[[ Dataset entries, beginning ]]

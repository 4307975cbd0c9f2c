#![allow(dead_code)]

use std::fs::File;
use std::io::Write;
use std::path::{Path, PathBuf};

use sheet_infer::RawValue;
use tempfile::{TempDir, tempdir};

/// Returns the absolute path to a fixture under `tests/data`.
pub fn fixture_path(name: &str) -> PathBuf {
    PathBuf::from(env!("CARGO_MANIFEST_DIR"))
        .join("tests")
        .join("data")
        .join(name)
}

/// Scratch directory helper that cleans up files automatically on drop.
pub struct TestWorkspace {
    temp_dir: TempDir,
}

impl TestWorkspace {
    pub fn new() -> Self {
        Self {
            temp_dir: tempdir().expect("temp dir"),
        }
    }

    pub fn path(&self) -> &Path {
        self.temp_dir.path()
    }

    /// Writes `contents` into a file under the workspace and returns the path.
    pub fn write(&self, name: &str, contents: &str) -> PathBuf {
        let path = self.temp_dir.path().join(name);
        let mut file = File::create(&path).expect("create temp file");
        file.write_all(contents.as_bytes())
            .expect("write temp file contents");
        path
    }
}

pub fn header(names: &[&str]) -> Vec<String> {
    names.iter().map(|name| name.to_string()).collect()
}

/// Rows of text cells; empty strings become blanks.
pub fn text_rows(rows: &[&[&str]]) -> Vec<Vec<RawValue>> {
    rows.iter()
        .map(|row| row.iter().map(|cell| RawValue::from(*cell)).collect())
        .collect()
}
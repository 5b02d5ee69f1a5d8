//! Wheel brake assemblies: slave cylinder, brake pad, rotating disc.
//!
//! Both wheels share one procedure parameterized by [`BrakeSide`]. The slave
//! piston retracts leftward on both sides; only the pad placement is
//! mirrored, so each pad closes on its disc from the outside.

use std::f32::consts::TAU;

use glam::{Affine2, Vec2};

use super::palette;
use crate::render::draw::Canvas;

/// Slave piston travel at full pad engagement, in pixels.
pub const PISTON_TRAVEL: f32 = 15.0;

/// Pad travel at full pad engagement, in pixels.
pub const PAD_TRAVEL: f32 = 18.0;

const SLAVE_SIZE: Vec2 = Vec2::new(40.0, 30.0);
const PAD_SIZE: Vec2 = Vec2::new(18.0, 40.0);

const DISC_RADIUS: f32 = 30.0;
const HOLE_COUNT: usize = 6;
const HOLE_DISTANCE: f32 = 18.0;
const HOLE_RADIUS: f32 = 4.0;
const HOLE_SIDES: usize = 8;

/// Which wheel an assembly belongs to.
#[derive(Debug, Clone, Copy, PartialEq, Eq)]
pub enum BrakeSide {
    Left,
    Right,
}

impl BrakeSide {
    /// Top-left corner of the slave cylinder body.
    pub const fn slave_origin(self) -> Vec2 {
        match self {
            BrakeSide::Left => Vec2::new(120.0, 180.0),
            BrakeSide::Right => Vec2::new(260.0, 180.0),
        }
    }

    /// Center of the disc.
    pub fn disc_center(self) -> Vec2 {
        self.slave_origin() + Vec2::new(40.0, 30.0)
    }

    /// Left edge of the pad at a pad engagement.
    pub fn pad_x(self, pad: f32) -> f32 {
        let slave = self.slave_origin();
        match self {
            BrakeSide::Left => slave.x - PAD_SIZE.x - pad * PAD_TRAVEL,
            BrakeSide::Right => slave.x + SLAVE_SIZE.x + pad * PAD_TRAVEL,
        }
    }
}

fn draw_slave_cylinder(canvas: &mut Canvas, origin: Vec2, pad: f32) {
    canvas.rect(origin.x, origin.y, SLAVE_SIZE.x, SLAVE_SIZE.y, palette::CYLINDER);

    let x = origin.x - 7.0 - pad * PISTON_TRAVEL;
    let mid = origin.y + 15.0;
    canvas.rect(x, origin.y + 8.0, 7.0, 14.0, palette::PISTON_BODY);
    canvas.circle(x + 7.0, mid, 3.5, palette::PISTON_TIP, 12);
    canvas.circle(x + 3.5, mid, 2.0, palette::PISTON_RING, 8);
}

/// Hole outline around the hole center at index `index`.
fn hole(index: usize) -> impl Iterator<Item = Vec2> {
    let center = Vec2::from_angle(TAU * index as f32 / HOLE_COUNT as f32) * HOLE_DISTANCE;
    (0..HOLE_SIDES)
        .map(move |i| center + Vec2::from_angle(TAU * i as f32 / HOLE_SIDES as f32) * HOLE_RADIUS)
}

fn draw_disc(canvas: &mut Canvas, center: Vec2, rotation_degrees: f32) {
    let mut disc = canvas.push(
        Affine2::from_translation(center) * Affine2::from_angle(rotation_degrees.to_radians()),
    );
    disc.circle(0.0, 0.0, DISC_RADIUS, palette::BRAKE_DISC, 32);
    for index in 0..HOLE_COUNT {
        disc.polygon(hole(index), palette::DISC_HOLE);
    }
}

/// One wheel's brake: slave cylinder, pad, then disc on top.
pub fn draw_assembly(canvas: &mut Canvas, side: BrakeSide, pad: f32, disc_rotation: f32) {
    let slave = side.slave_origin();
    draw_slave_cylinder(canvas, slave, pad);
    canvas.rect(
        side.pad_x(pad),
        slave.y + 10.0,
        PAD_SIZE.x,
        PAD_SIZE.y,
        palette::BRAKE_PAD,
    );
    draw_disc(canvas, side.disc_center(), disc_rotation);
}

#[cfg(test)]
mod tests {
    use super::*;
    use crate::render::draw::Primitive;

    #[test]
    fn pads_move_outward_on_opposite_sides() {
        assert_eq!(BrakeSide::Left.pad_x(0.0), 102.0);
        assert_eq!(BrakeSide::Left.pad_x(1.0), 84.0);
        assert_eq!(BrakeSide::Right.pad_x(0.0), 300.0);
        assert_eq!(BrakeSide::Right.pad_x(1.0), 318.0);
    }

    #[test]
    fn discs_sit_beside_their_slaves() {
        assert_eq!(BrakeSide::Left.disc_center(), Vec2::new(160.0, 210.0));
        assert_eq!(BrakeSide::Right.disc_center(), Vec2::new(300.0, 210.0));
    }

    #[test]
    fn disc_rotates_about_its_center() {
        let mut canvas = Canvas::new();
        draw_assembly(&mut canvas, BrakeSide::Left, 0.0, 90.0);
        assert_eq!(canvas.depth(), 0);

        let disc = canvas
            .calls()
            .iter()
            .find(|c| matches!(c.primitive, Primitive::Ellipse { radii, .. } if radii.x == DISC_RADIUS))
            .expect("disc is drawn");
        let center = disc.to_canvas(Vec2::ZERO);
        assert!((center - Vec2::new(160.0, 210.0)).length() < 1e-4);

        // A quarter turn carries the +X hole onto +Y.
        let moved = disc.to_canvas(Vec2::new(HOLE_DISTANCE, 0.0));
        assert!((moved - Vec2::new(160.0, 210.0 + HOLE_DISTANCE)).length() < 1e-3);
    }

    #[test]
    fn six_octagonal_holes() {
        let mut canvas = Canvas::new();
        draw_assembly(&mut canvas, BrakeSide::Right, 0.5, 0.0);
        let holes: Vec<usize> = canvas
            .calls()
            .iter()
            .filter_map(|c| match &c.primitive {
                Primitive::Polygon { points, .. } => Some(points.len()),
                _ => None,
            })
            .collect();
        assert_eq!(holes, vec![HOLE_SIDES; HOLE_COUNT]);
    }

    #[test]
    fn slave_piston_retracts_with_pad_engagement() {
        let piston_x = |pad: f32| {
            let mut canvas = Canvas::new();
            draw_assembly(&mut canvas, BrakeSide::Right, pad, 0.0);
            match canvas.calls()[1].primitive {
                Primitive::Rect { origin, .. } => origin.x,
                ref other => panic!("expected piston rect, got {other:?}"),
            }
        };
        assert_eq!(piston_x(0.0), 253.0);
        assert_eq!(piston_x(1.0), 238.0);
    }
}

[[ Dataset entries, end ]]

**Task goal**
Please print verbatim each line from the first line of the entries above to the line that contains "rows.iter()", inclusive, and nothing more.

**Written answer**
repository 4307975cbd0c9f2c
#![allow(dead_code)]

use std::fs::File;
use std::io::Write;
use std::path::{Path, PathBuf};

use sheet_infer::RawValue;
use tempfile::{TempDir, tempdir};

/// Returns the absolute path to a fixture under `tests/data`.
pub fn fixture_path(name: &str) -> PathBuf {
    PathBuf::from(env!("CARGO_MANIFEST_DIR"))
        .join("tests")
        .join("data")
        .join(name)
}

/// Scratch directory helper that cleans up files automatically on drop.
pub struct TestWorkspace {
    temp_dir: TempDir,
}

impl TestWorkspace {
    pub fn new() -> Self {
        Self {
            temp_dir: tempdir().expect("temp dir"),
        }
    }

    pub fn path(&self) -> &Path {
        self.temp_dir.path()
    }

    /// Writes `contents` into a file under the workspace and returns the path.
    pub fn write(&self, name: &str, contents: &str) -> PathBuf {
        let path = self.temp_dir.path().join(name);
        let mut file = File::create(&path).expect("create temp file");
        file.write_all(contents.as_bytes())
            .expect("write temp file contents");
        path
    }
}

pub fn header(names: &[&str]) -> Vec<String> {
    names.iter().map(|name| name.to_string()).collect()
}

/// Rows of text cells; empty strings become blanks.
pub fn text_rows(rows: &[&[&str]]) -> Vec<Vec<RawValue>> {
    rows.iter()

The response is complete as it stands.